[Saved data entries]
[Start of Attachment]

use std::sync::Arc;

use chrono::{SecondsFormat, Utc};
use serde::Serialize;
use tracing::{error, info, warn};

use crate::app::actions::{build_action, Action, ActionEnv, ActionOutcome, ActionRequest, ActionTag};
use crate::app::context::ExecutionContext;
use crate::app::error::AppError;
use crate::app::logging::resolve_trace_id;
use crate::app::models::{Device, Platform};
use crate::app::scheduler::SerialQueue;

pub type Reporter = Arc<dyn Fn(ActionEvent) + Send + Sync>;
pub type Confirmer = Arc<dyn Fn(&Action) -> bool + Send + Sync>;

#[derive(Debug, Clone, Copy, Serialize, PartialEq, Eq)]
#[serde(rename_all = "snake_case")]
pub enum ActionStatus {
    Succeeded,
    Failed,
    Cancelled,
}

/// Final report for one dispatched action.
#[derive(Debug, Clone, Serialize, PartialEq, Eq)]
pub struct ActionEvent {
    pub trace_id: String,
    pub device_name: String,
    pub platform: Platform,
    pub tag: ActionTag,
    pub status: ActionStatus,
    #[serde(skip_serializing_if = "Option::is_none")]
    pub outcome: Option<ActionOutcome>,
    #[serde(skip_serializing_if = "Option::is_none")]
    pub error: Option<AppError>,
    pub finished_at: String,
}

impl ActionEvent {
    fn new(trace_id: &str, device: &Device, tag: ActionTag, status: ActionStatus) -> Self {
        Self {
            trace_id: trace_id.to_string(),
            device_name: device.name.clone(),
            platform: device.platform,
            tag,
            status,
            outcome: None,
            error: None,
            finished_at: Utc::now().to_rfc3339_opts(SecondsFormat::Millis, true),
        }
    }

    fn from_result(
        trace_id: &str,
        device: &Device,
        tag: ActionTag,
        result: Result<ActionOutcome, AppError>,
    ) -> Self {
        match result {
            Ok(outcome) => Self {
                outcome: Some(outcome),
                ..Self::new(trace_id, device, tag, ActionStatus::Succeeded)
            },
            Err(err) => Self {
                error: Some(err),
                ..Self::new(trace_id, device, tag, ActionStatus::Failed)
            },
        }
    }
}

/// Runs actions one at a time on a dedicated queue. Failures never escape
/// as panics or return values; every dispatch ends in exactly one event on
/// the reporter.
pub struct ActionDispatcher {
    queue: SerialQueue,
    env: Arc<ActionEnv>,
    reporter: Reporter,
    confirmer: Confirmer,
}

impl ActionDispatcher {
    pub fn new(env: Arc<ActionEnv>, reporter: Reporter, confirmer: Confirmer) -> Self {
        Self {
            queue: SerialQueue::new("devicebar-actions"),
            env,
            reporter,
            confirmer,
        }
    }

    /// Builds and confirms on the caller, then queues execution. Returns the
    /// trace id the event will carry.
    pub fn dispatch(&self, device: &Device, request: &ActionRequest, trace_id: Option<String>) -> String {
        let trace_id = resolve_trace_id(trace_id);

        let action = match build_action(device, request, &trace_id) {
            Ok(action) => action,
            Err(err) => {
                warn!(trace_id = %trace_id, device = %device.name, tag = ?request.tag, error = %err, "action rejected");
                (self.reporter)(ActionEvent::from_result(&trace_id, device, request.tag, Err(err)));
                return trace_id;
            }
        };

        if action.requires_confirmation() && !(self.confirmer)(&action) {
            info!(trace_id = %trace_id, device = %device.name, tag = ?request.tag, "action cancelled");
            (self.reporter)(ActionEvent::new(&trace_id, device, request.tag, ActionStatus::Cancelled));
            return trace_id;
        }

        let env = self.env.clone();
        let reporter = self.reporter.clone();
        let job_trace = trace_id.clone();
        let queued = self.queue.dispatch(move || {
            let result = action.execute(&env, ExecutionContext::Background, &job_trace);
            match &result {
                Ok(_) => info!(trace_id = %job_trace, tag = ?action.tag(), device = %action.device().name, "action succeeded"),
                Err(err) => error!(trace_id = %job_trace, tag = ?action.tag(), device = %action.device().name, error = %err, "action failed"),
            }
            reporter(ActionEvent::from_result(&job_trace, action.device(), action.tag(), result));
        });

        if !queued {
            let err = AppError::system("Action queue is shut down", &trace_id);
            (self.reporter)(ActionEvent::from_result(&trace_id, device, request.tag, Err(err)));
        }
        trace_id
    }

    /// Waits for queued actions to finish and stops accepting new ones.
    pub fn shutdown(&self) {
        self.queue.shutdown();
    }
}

[End of Attachment]
[Start of Attachment]

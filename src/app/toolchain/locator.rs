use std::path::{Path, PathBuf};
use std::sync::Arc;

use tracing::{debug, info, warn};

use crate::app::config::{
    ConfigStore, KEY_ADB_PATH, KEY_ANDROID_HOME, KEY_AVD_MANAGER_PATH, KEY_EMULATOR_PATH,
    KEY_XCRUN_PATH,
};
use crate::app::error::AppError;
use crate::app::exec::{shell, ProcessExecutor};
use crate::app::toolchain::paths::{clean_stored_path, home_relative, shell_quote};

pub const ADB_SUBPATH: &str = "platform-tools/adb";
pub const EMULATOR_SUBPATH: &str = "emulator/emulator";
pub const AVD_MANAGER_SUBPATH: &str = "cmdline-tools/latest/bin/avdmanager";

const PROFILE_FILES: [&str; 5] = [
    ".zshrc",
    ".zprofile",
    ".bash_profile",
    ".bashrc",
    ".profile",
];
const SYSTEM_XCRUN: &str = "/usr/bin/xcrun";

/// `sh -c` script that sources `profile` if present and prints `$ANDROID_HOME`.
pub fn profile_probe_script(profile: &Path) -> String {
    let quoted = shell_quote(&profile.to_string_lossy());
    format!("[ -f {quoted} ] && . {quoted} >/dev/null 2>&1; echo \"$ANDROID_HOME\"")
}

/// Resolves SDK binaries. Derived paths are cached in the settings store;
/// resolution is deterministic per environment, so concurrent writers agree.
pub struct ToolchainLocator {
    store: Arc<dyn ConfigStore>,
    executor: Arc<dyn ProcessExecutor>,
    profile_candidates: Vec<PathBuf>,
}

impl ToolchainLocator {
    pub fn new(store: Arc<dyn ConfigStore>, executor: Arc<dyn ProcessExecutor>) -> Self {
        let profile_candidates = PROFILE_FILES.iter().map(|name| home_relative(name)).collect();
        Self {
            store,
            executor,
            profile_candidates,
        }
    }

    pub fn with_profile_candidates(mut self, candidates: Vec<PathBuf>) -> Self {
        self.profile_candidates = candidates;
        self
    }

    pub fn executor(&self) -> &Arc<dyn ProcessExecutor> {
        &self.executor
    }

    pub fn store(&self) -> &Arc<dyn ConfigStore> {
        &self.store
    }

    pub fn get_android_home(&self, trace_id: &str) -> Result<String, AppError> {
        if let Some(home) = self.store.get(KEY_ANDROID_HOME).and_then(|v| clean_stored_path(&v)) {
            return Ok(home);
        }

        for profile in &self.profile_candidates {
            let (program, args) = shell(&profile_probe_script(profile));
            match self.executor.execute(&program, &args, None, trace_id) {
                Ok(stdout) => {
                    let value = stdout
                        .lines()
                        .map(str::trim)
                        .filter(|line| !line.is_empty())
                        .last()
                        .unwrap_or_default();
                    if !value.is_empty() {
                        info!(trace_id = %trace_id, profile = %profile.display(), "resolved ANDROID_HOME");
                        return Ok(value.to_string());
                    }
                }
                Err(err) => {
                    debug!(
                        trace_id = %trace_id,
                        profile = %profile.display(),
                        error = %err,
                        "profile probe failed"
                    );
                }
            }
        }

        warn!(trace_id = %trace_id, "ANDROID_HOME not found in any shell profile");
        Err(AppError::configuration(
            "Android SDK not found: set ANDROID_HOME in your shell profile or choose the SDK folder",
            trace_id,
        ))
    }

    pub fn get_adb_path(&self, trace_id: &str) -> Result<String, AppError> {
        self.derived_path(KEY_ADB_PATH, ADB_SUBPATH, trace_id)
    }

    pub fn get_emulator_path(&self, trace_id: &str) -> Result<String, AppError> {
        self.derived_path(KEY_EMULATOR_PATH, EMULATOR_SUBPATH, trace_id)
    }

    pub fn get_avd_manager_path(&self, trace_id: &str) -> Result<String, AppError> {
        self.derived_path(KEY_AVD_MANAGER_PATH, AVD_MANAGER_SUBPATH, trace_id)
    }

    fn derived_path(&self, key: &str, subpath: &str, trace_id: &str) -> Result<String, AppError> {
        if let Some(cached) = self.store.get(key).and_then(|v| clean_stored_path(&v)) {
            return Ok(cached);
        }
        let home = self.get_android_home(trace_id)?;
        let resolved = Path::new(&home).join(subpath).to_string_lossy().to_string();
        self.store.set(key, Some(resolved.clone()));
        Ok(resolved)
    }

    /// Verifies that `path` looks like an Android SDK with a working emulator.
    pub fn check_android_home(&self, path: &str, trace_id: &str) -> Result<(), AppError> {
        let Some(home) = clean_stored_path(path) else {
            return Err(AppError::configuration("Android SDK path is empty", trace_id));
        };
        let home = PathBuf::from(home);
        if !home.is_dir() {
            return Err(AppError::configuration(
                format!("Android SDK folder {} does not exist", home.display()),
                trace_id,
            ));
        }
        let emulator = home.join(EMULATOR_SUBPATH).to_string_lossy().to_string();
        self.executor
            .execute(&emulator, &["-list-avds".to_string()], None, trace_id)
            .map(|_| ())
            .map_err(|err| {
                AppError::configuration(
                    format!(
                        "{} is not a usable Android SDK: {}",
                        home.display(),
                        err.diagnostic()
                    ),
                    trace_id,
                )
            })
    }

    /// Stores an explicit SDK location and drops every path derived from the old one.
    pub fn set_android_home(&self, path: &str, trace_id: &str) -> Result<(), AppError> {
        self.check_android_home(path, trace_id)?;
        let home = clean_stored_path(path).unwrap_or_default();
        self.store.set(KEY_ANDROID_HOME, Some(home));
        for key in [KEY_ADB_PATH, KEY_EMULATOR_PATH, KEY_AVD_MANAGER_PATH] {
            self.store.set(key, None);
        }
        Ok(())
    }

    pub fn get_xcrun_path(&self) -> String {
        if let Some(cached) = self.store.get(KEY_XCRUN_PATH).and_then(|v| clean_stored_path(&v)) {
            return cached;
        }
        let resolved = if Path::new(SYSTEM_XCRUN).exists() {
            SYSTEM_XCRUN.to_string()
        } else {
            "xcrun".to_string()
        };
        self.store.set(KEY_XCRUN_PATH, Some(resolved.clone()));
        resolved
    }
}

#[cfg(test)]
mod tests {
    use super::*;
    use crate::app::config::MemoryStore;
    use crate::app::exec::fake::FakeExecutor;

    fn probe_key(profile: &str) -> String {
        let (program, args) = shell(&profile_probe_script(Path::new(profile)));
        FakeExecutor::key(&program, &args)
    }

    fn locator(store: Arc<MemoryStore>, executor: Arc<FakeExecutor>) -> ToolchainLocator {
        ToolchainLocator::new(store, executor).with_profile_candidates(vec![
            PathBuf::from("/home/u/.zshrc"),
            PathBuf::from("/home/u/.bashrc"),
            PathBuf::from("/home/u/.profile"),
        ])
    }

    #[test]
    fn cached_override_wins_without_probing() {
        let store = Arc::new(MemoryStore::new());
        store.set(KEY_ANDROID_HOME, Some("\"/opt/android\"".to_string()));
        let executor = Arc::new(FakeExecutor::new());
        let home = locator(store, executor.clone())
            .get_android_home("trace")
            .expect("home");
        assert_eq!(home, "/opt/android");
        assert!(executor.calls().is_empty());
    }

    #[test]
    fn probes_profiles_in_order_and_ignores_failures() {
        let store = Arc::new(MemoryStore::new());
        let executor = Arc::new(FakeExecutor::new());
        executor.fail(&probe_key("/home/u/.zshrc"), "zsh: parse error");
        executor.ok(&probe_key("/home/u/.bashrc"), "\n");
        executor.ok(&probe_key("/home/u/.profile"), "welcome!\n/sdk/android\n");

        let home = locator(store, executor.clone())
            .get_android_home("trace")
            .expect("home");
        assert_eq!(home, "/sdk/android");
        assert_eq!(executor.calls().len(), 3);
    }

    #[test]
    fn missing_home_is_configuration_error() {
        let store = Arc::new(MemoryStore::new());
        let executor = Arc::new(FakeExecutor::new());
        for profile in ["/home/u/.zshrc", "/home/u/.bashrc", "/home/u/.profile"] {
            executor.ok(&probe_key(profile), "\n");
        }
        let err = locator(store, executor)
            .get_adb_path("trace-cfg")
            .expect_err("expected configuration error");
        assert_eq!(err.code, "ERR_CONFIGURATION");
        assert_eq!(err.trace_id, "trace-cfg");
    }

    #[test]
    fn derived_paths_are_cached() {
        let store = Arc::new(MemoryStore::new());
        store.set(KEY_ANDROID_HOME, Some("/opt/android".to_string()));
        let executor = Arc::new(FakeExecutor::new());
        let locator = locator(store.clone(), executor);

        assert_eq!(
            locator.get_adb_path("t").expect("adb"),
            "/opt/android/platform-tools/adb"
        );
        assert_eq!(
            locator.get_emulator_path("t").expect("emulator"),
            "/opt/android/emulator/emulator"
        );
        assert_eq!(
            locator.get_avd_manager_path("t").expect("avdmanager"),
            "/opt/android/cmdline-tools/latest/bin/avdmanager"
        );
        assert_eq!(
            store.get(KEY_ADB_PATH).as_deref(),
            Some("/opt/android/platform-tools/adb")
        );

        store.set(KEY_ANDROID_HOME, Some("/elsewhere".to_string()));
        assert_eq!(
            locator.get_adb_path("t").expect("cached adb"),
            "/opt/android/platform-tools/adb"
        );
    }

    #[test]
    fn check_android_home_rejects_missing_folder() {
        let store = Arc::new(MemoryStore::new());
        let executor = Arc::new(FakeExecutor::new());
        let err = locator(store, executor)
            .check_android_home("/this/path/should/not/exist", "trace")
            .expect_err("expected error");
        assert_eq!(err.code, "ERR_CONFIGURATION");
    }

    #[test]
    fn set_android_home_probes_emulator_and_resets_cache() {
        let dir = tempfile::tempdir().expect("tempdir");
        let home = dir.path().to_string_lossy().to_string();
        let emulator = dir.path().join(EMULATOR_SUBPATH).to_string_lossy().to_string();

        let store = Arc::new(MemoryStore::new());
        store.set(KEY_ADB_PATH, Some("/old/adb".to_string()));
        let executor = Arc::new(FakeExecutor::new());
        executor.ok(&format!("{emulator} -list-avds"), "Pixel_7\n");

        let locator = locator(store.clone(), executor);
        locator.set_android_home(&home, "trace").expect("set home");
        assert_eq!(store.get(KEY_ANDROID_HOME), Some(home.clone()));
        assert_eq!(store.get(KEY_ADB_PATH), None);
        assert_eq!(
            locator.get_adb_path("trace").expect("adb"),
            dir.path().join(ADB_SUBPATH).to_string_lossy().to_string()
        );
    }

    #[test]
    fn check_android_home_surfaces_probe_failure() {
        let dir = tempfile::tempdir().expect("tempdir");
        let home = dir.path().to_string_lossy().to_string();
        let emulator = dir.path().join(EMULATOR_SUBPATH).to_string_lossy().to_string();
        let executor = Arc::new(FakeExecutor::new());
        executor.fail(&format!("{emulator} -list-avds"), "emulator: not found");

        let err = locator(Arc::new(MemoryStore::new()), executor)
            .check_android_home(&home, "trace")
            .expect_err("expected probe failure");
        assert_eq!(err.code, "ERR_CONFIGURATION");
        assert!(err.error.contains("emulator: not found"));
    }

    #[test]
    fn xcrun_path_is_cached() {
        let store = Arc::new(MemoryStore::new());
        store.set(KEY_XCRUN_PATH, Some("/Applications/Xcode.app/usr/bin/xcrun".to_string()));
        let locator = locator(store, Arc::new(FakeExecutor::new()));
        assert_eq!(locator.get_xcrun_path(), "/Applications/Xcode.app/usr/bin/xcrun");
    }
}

[End of Attachment]

Transcribe, exactly and without additions, the lines of the records above, beginning with the line that contains "pub const EMULATOR_SUBPATH: &str" and ending with the line that contains "let profile_candidates = PROFILE_FILES.iter().map(|name|", both included.

pub const EMULATOR_SUBPATH: &str = "emulator/emulator";
pub const AVD_MANAGER_SUBPATH: &str = "cmdline-tools/latest/bin/avdmanager";

const PROFILE_FILES: [&str; 5] = [
    ".zshrc",
    ".zprofile",
    ".bash_profile",
    ".bashrc",
    ".profile",
];
const SYSTEM_XCRUN: &str = "/usr/bin/xcrun";

/// `sh -c` script that sources `profile` if present and prints `$ANDROID_HOME`.
pub fn profile_probe_script(profile: &Path) -> String {
    let quoted = shell_quote(&profile.to_string_lossy());
    format!("[ -f {quoted} ] && . {quoted} >/dev/null 2>&1; echo \"$ANDROID_HOME\"")
}

/// Resolves SDK binaries. Derived paths are cached in the settings store;
/// resolution is deterministic per environment, so concurrent writers agree.
pub struct ToolchainLocator {
    store: Arc<dyn ConfigStore>,
    executor: Arc<dyn ProcessExecutor>,
    profile_candidates: Vec<PathBuf>,
}

impl ToolchainLocator {
    pub fn new(store: Arc<dyn ConfigStore>, executor: Arc<dyn ProcessExecutor>) -> Self {
        let profile_candidates = PROFILE_FILES.iter().map(|name| home_relative(name)).collect();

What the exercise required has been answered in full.